# To do:
Output must match the records, character for character.

Dataset entries
·····
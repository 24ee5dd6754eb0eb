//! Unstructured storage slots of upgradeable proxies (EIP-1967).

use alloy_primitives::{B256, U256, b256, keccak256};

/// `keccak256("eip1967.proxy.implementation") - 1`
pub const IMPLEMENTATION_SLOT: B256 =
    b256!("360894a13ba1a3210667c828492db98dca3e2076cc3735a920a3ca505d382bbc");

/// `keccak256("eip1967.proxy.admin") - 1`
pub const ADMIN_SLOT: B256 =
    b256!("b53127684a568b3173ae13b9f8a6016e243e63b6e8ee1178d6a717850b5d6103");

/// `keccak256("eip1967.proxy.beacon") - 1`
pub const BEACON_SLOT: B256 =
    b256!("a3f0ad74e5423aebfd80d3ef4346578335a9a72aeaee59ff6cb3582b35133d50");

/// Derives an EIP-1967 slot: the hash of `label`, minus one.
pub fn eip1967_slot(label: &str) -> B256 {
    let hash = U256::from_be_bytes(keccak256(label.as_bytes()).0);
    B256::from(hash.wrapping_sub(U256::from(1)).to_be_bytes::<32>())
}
·····
# Your solution:
repository 24ee5dd6754eb0eb
//! Unstructured storage slots of upgradeable proxies (EIP-1967).

use alloy_primitives::{B256, U256, b256, keccak256};

/// `keccak256("eip1967.proxy.implementation") - 1`
pub const IMPLEMENTATION_SLOT: B256 =
    b256!("360894a13ba1a3210667c828492db98dca3e2076cc3735a920a3ca505d382bbc");

/// `keccak256("eip1967.proxy.admin") - 1`
pub const ADMIN_SLOT: B256 =
    b256!("b53127684a568b3173ae13b9f8a6016e243e63b6e8ee1178d6a717850b5d6103");

/// `keccak256("eip1967.proxy.beacon") - 1`
pub const BEACON_SLOT: B256 =
    b256!("a3f0ad74e5423aebfd80d3ef4346578335a9a72aeaee59ff6cb3582b35133d50");

/// Derives an EIP-1967 slot: the hash of `label`, minus one.
pub fn eip1967_slot(label: &str) -> B256 {
    let hash = U256::from_be_bytes(keccak256(label.as_bytes()).0);
    B256::from(hash.wrapping_sub(U256::from(1)).to_be_bytes::<32>())
}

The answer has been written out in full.